Start of Exercise data
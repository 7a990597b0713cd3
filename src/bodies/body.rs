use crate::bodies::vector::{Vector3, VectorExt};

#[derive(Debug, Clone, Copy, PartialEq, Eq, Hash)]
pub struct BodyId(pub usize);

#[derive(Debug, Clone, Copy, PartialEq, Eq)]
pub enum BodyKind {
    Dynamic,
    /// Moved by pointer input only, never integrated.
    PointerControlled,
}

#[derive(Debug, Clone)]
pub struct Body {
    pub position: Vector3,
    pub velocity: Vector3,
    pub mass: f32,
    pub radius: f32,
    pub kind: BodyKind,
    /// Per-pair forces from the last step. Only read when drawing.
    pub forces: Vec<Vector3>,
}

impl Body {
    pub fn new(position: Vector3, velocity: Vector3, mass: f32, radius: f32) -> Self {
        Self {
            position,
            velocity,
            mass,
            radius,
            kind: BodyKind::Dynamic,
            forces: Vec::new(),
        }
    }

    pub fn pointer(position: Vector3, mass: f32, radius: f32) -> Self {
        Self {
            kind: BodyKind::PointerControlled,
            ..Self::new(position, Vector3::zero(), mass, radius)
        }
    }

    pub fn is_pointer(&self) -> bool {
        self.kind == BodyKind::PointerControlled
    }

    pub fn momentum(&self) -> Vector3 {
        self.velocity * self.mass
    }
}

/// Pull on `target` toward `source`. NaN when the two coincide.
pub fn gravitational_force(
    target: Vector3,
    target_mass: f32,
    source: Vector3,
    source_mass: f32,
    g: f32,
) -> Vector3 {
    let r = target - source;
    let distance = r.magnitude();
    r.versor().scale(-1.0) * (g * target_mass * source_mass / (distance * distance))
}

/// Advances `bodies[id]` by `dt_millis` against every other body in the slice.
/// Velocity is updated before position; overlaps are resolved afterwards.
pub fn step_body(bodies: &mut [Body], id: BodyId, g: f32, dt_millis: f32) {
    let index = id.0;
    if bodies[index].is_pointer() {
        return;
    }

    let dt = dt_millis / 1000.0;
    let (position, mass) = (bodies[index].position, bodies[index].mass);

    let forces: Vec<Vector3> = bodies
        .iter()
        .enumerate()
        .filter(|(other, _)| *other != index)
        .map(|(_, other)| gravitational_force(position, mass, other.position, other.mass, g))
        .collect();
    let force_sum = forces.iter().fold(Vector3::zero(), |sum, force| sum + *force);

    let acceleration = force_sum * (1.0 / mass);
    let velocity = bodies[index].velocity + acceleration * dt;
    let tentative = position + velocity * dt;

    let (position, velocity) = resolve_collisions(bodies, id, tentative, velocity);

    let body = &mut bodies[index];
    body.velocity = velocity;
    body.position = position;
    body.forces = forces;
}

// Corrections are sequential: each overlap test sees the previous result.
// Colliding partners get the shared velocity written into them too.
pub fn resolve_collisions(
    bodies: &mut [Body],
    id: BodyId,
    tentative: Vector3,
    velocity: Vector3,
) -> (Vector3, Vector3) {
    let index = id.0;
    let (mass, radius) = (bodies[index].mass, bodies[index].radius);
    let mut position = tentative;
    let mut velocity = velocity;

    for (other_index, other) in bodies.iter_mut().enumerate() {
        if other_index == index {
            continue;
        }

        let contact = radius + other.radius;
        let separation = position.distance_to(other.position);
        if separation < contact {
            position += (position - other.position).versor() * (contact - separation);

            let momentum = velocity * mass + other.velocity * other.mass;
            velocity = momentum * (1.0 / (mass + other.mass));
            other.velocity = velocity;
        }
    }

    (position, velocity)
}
End of Exercise data
Work to complete: Count the lines above that contain the word "radius". Give only the number.

Written response: 7